Time, value of money, budgeting, and priorities

Small changes to your budget and approach to long-term investing can significantly improve the circumstances under which you retire.

As an advisor, one thing that surprises me is the number of people who still think investing is exclusively for the wealthy. I have been in numerous client engagements with young people who are either just starting their careers or only two to three years in. Understandably, disposable income is not always available at this career level. However, even a small monthly contribution towards an investment can grow significantly over a 20- to 30-year period.

When starting your career, time is on your side when it comes to implementing an investment strategy. Time in the market is your friend. Most people understand the impact that compound interest can have over a long period (e.g. 45 years). For example, suppose you start investing R1 500 per month from the age of 22 and stop contributing at age 67 when you retire. After 45 years of saving (assuming a 9% return in an equity-oriented portfolio), you would have accumulated R11 107 318.

Going one step further, let’s use the same period and contribution level but instead invest in a money market account. The call rate in South Africa in the last 10 years has flirted between 3.5% and 7.0%. We will use a call rate of 5% for this example. If you invested R1 500 per month for 45 years at 5%, you would only have R3 039 656 at the end of the term – a whole R8 067 662 less than if you invested in an equity-oriented portfolio!
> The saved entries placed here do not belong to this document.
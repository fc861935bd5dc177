//! Raw instance records
//!
//! Each role's created instances are written to `<work_dir>/<role>_instances.json`
//! as a JSON array. Records are normalized, with the provider's own object
//! kept under `raw`.

use chrono::{DateTime, Utc};
use kubeprov_core::{ProvisionError, ProvisionedInstance, Result, Role};
use serde::{Deserialize, Serialize};
use std::path::Path;
use tokio::fs;

/// A created instance as reported by a backend
#[derive(Debug, Clone, PartialEq, Serialize, Deserialize)]
pub struct InstanceRecord {
    /// Provider-specific instance ID
    pub id: String,

    pub name: String,

    pub role: Role,

    pub private_ip: Option<String>,

    pub public_ip: Option<String>,

    pub zone: Option<String>,

    /// When the record was taken
    pub created_at: DateTime<Utc>,

    /// Provider response for this instance
    #[serde(default)]
    pub raw: serde_json::Value,
}

impl InstanceRecord {
    pub fn new(id: impl Into<String>, name: impl Into<String>, role: Role) -> Self {
        Self {
            id: id.into(),
            name: name.into(),
            role,
            private_ip: None,
            public_ip: None,
            zone: None,
            created_at: Utc::now(),
            raw: serde_json::Value::Null,
        }
    }

    pub fn with_private_ip(mut self, ip: Option<String>) -> Self {
        self.private_ip = ip;
        self
    }

    pub fn with_public_ip(mut self, ip: Option<String>) -> Self {
        self.public_ip = ip;
        self
    }

    pub fn with_zone(mut self, zone: Option<String>) -> Self {
        self.zone = zone;
        self
    }

    pub fn with_raw(mut self, raw: serde_json::Value) -> Self {
        self.raw = raw;
        self
    }

    pub fn to_instance(&self) -> ProvisionedInstance {
        ProvisionedInstance {
            id: self.id.clone(),
            name: self.name.clone(),
            private_ip: self.private_ip.clone(),
            public_ip: self.public_ip.clone(),
            zone: self.zone.clone(),
            role: self.role,
        }
    }
}

/// Write `records` to `path`, replacing any previous content
pub async fn write_records(path: &Path, records: &[InstanceRecord]) -> Result<()> {
    if let Some(dir) = path.parent() {
        if !dir.as_os_str().is_empty() && !dir.exists() {
            fs::create_dir_all(dir)
                .await
                .map_err(|e| ProvisionError::persistence(dir, e))?;
            tracing::debug!("Created directory: {}", dir.display());
        }
    }

    let content = serde_json::to_string_pretty(records)?;
    fs::write(path, content)
        .await
        .map_err(|e| ProvisionError::persistence(path, e))?;

    tracing::debug!("Saved {} instance records to {}", records.len(), path.display());
    Ok(())
}

pub async fn read_records(path: &Path) -> Result<Vec<InstanceRecord>> {
    let content = fs::read_to_string(path)
        .await
        .map_err(|e| ProvisionError::read(path, e))?;
    let records: Vec<InstanceRecord> = serde_json::from_str(&content)?;
    tracing::debug!("Loaded {} instance records from {}", records.len(), path.display());
    Ok(records)
}

#[cfg(test)]
mod tests {
    use super::*;
    use tempfile::tempdir;

    #[tokio::test]
    async fn test_records_save_load() {
        let temp_dir = tempdir().unwrap();
        let path = temp_dir.path().join("masters_instances.json");

        let records = vec![
            InstanceRecord::new("i-0abc", "k8s-heron-q1w2e3", Role::Master)
                .with_private_ip(Some("10.0.1.10".to_string()))
                .with_public_ip(Some("54.1.2.3".to_string()))
                .with_raw(serde_json::json!({"InstanceId": "i-0abc", "State": "running"})),
        ];

        write_records(&path, &records).await.unwrap();
        let loaded = read_records(&path).await.unwrap();
        assert_eq!(loaded, records);

        let instance = loaded[0].to_instance();
        assert_eq!(instance.name, "k8s-heron-q1w2e3");
        assert_eq!(instance.public_ip.as_deref(), Some("54.1.2.3"));
    }

    #[tokio::test]
    async fn test_missing_records_file() {
        let temp_dir = tempdir().unwrap();
        let result = read_records(&temp_dir.path().join("nodes_instances.json")).await;
        assert!(matches!(result, Err(ProvisionError::Read { .. })));
    }
}
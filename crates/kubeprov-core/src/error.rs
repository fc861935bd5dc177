//! Provisioning error taxonomy

use std::path::PathBuf;
use thiserror::Error;

/// Errors surfaced by a provisioning run.
///
/// Every variant is fatal for the run. Configuration errors are raised before
/// any provider call, so nothing has been created yet when they occur.
#[derive(Error, Debug)]
pub enum ProvisionError {
    #[error("Invalid configuration: {0}")]
    Configuration(String),

    #[error("Aborted")]
    ConfirmationDeclined,

    #[error("Provider error: {0}")]
    Provider(String),

    #[error(
        "Inventory not found: {0}\nHint: add-node extends an existing inventory, provision the cluster first"
    )]
    InventoryNotFound(PathBuf),

    #[error("Cannot write {path}: {source}")]
    Persistence {
        path: PathBuf,
        #[source]
        source: std::io::Error,
    },

    #[error("Cannot read {path}: {source}")]
    Read {
        path: PathBuf,
        #[source]
        source: std::io::Error,
    },

    #[error("Inventory parse error: {path}:{line}\nReason: {message}")]
    InventoryParse {
        path: PathBuf,
        line: usize,
        message: String,
    },

    #[error("YAML error in {path}: {source}")]
    Yaml {
        path: PathBuf,
        #[source]
        source: serde_yaml::Error,
    },

    #[error("JSON error: {0}")]
    Json(#[from] serde_json::Error),
}

impl ProvisionError {
    pub fn config(message: impl Into<String>) -> Self {
        Self::Configuration(message.into())
    }

    pub fn provider(message: impl Into<String>) -> Self {
        Self::Provider(message.into())
    }

    pub fn persistence(path: impl Into<PathBuf>, source: std::io::Error) -> Self {
        Self::Persistence {
            path: path.into(),
            source,
        }
    }

    pub fn read(path: impl Into<PathBuf>, source: std::io::Error) -> Self {
        Self::Read {
            path: path.into(),
            source,
        }
    }

    /// Process exit code for this error.
    pub fn exit_code(&self) -> i32 {
        match self {
            Self::Configuration(_) => 2,
            _ => 1,
        }
    }
}

pub type Result<T> = std::result::Result<T, ProvisionError>;
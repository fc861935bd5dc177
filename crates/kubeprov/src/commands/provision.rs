use crate::console::ConsoleReporter;
use crate::prompt::StdinConfirm;
use colored::Colorize;
use kubeprov_cloud::{PlanBuilder, ProviderBackend, ProvisionOrchestrator};
use kubeprov_cloud_aws::{AwsPlanBuilder, Ec2Backend};
use kubeprov_cloud_gce::{GceBackend, GcePlanBuilder};
use kubeprov_cloud_openstack::{OpenStackBackend, OpenStackPlanBuilder};
use kubeprov_core::{
    NameAllocator, Overrides, Provider, ProviderOptions, ProvisionRequest, WordList, load_request,
};
use std::path::Path;

pub async fn handle(
    provider: Provider,
    config: Option<&Path>,
    overrides: &Overrides,
    dry_run: bool,
) -> anyhow::Result<()> {
    tracing::debug!(dry_run, "Starting {} run", provider);
    let request = load_request(provider, config, overrides)?;
    let words = request
        .words_file
        .as_deref()
        .map(WordList::load)
        .unwrap_or_default();
    let mut names = NameAllocator::new(words);

    let (builder, backend) = components(&request).await?;
    let mut orchestrator = ProvisionOrchestrator::new(
        builder,
        backend,
        Box::new(StdinConfirm),
        Box::new(ConsoleReporter),
    );

    if dry_run {
        let (existing, plan) = orchestrator.prepare_plan(&request, &mut names)?;
        println!(
            "{}",
            format!("Plan for cluster {} on {}", plan.cluster_name, plan.provider)
                .blue()
                .bold()
        );
        for (index, step) in plan.steps.iter().enumerate() {
            println!("  {:>2}. {}", index + 1, step);
        }
        println!();
        println!("{}", plan.summary());
        if request.add_node {
            println!(
                "{} host(s) already in {}",
                existing.len(),
                request.inventory_path.display().to_string().cyan()
            );
        }
        println!("{}", "Dry run: nothing was created".yellow());
        return Ok(());
    }

    let outcome = orchestrator.run(&request, &mut names).await?;

    println!();
    for (role, instances) in &outcome.added {
        for instance in instances {
            println!(
                "  {} {:<8} {:<16} {}",
                "•".green(),
                role.to_string(),
                instance.private_ip.as_deref().unwrap_or("-"),
                instance.name.cyan()
            );
        }
    }
    for path in &outcome.group_vars {
        println!("  updated {}", path.display());
    }
    Ok(())
}

/// Plan builder and backend for the request's provider
async fn components(
    request: &ProvisionRequest,
) -> anyhow::Result<(Box<dyn PlanBuilder>, Box<dyn ProviderBackend>)> {
    let components: (Box<dyn PlanBuilder>, Box<dyn ProviderBackend>) = match &request.provider {
        ProviderOptions::Aws(options) => (
            Box::new(AwsPlanBuilder::new()),
            Box::new(Ec2Backend::from_options(options).await),
        ),
        ProviderOptions::Gce(options) => (
            Box::new(GcePlanBuilder::new()),
            Box::new(GceBackend::from_options(options)),
        ),
        ProviderOptions::OpenStack(options) => {
            let builder = OpenStackPlanBuilder::new();
            let auth = builder.resolve_auth(options)?;
            (Box::new(builder), Box::new(OpenStackBackend::new(auth)))
        }
    };
    Ok(components)
}
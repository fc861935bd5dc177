//! In-memory doubles for tests
//!
//! Enabled for this crate's own tests and, through the `test-util` feature,
//! for provider crates and the binary.

use crate::orchestrator::Confirm;
use crate::plan::{InstanceOptions, Plan, PortSpec, Protocol, ReachabilityCheck};
use crate::provider::{AuthStatus, PlanBuilder, ProviderBackend};
use crate::reachability::ReachabilityProbe;
use crate::records::InstanceRecord;
use crate::report::Reporter;
use async_trait::async_trait;
use kubeprov_core::{
    HostSpec, NameAllocator, NamingScheme, Provider, ProvisionError, ProvisionRequest, Result,
    Role,
};
use std::sync::Mutex;
use std::sync::atomic::{AtomicU32, Ordering};

/// A call received by [`MemoryBackend`]
#[derive(Debug, Clone, PartialEq)]
pub enum BackendCall {
    SecurityGroup(String),
    SecurityRules(String, Vec<Protocol>),
    Ports(Role, Vec<String>),
    Instances(Role, Vec<HostSpec>, InstanceOptions),
}

/// Backend that "creates" instances with sequential addresses
#[derive(Default)]
pub struct MemoryBackend {
    calls: Mutex<Vec<BackendCall>>,
    next_ip: AtomicU32,
    fail_role: Option<Role>,
    short_role: Option<Role>,
    unauthenticated: bool,
}

impl MemoryBackend {
    pub fn new() -> Self {
        Self::default()
    }

    /// Fail instance creation for `role` with a provider error
    pub fn failing_on(role: Role) -> Self {
        Self {
            fail_role: Some(role),
            ..Self::default()
        }
    }

    /// Report one instance fewer than requested for `role`
    pub fn short_on(role: Role) -> Self {
        Self {
            short_role: Some(role),
            ..Self::default()
        }
    }

    pub fn unauthenticated() -> Self {
        Self {
            unauthenticated: true,
            ..Self::default()
        }
    }

    pub fn calls(&self) -> Vec<BackendCall> {
        self.calls.lock().map(|c| c.clone()).unwrap_or_default()
    }

    fn record(&self, call: BackendCall) {
        if let Ok(mut calls) = self.calls.lock() {
            calls.push(call);
        }
    }
}

#[async_trait]
impl ProviderBackend for MemoryBackend {
    fn name(&self) -> &str {
        "memory"
    }

    async fn check_auth(&self) -> Result<AuthStatus> {
        if self.unauthenticated {
            Ok(AuthStatus::failed("no credentials"))
        } else {
            Ok(AuthStatus::ok("tester"))
        }
    }

    async fn create_security_group(&self, name: &str, _description: &str) -> Result<()> {
        self.record(BackendCall::SecurityGroup(name.to_string()));
        Ok(())
    }

    async fn add_security_rules(&self, group: &str, protocols: &[Protocol]) -> Result<()> {
        self.record(BackendCall::SecurityRules(group.to_string(), protocols.to_vec()));
        Ok(())
    }

    async fn create_ports(&self, role: Role, ports: &[PortSpec]) -> Result<()> {
        self.record(BackendCall::Ports(
            role,
            ports.iter().map(|p| p.name.clone()).collect(),
        ));
        Ok(())
    }

    async fn create_instances(
        &self,
        role: Role,
        hosts: &[HostSpec],
        options: &InstanceOptions,
    ) -> Result<Vec<InstanceRecord>> {
        self.record(BackendCall::Instances(role, hosts.to_vec(), options.clone()));
        if self.fail_role == Some(role) {
            return Err(ProvisionError::provider("InstanceLimitExceeded"));
        }

        let mut records: Vec<InstanceRecord> = hosts
            .iter()
            .map(|host| {
                let n = self.next_ip.fetch_add(1, Ordering::SeqCst) + 1;
                InstanceRecord::new(format!("mem-{}", n), &host.name, role)
                    .with_private_ip(Some(format!("10.0.0.{}", n)))
                    .with_public_ip(Some(format!("203.0.113.{}", n)))
                    .with_zone(host.zone.clone())
                    .with_raw(serde_json::json!({ "name": host.name }))
            })
            .collect();
        if self.short_role == Some(role) {
            records.pop();
        }
        Ok(records)
    }
}

/// Probe that always succeeds
pub struct AlwaysReachable;

#[async_trait]
impl ReachabilityProbe for AlwaysReachable {
    async fn probe(&self, _address: &str, _port: u16, _banner: Option<&str>) -> bool {
        true
    }
}

/// Severity of a recorded message
#[derive(Debug, Clone, Copy, PartialEq, Eq)]
pub enum Level {
    Banner,
    Info,
    Success,
    Warn,
    Error,
}

/// Reporter that keeps every message
#[derive(Default)]
pub struct RecordingReporter {
    messages: Mutex<Vec<(Level, String)>>,
}

impl RecordingReporter {
    pub fn messages(&self) -> Vec<(Level, String)> {
        self.messages.lock().map(|m| m.clone()).unwrap_or_default()
    }

    pub fn contains(&self, level: Level, needle: &str) -> bool {
        self.messages()
            .iter()
            .any(|(l, m)| *l == level && m.contains(needle))
    }

    fn push(&self, level: Level, message: &str) {
        if let Ok(mut messages) = self.messages.lock() {
            messages.push((level, message.to_string()));
        }
    }
}

impl Reporter for RecordingReporter {
    fn banner(&self, message: &str) {
        self.push(Level::Banner, message);
    }

    fn info(&self, message: &str) {
        self.push(Level::Info, message);
    }

    fn success(&self, message: &str) {
        self.push(Level::Success, message);
    }

    fn warn(&self, message: &str) {
        self.push(Level::Warn, message);
    }

    fn error(&self, message: &str) {
        self.push(Level::Error, message);
    }
}

/// Confirmation with a fixed answer; remembers the questions asked
pub struct ScriptedConfirm {
    answer: bool,
    questions: Mutex<Vec<String>>,
}

impl ScriptedConfirm {
    pub fn new(answer: bool) -> Self {
        Self {
            answer,
            questions: Mutex::new(Vec::new()),
        }
    }

    pub fn questions(&self) -> Vec<String> {
        self.questions.lock().map(|q| q.clone()).unwrap_or_default()
    }
}

impl Confirm for ScriptedConfirm {
    fn confirm(&self, question: &str) -> bool {
        if let Ok(mut questions) = self.questions.lock() {
            questions.push(question.to_string());
        }
        self.answer
    }
}

/// Provider-neutral builder: one create/record/wait block per requested role
pub struct SimplePlanBuilder {
    pub provider: Provider,
    pub scheme: NamingScheme,
}

impl SimplePlanBuilder {
    /// Builder whose add-node mode strips only the instance suffix
    pub fn new(provider: Provider) -> Self {
        Self {
            provider,
            scheme: NamingScheme {
                strip_segments: 1,
                prefix_supplied: false,
            },
        }
    }
}

impl PlanBuilder for SimplePlanBuilder {
    fn provider(&self) -> Provider {
        self.provider
    }

    fn naming_scheme(&self) -> NamingScheme {
        self.scheme
    }

    fn build_plan(&self, request: &ProvisionRequest, names: &mut NameAllocator) -> Result<Plan> {
        let cluster = names.cluster_name(self.naming_scheme())?;
        let mut plan = Plan::new(self.provider, &cluster);
        for (role, config) in request.roles.requested() {
            let hosts = names
                .instance_names(&cluster, config.count as usize)
                .into_iter()
                .map(|name| HostSpec::new(name, None, role))
                .collect();
            plan.push_role(
                hosts,
                InstanceOptions::new(),
                request.records_path(role),
                ReachabilityCheck::ssh(role, request.address_kind()),
            );
        }
        Ok(plan)
    }
}
//! Operator-facing progress reporting
//!
//! Library code reports progress through [`Reporter`]; the binary renders it
//! on the terminal. Diagnostics that are not meant for the operator go
//! through `tracing` directly.

use std::sync::Arc;

/// Receives operator-facing progress messages
pub trait Reporter: Send + Sync {
    /// Section heading
    fn banner(&self, message: &str);
    fn info(&self, message: &str);
    fn success(&self, message: &str);
    fn warn(&self, message: &str);
    fn error(&self, message: &str);
}

impl<T: Reporter + ?Sized> Reporter for Arc<T> {
    fn banner(&self, message: &str) {
        (**self).banner(message)
    }

    fn info(&self, message: &str) {
        (**self).info(message)
    }

    fn success(&self, message: &str) {
        (**self).success(message)
    }

    fn warn(&self, message: &str) {
        (**self).warn(message)
    }

    fn error(&self, message: &str) {
        (**self).error(message)
    }
}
Statistics like this are not surprising for many people. Most people understand the effects of compounding but underestimate its impact and how it can change your financial situation over the long term. Many young people fail to see the bigger picture and don’t believe that a R1 500 monthly debit order can make a material difference.

I believe this issue is (for the most part) an issue of priorities. South Africa is facing an employment crisis, and millions of people are struggling to afford food, let alone save. My issue is that many people who can save, don’t. South Africa has, historically, had a poor savings culture.

I was reminded of this a few days ago when I met with one of my younger clients. He makes a monthly contribution of around R2 000 per month into a retirement annuity fund, and has been making the same contribution for three years. Now that he is earning more, I suggested that he increase his contribution by R1 000. He was moderately apprehensive about this as it would leave him with less money for travel, social activities and general leisure. The ironic thing about this engagement was that he was smoking a cigarette while telling me this.

Therefore, I decided to do a little exercise with him: suppose (like him) you smoke a box of cigarettes per day. That will cost you roughly R1 500 per month. For someone who starts smoking at age 18, passes away at 80, and never stops smoking during their life – that is a lot of money spent on cigarettes. Now, instead of buying cigarettes, you invest R1 500 per month for 62 years (assuming you start investing at 18 and pass away at 80 – the comparable smoking period). Based on a 9% annual return, the investment would grow to R51 721 924.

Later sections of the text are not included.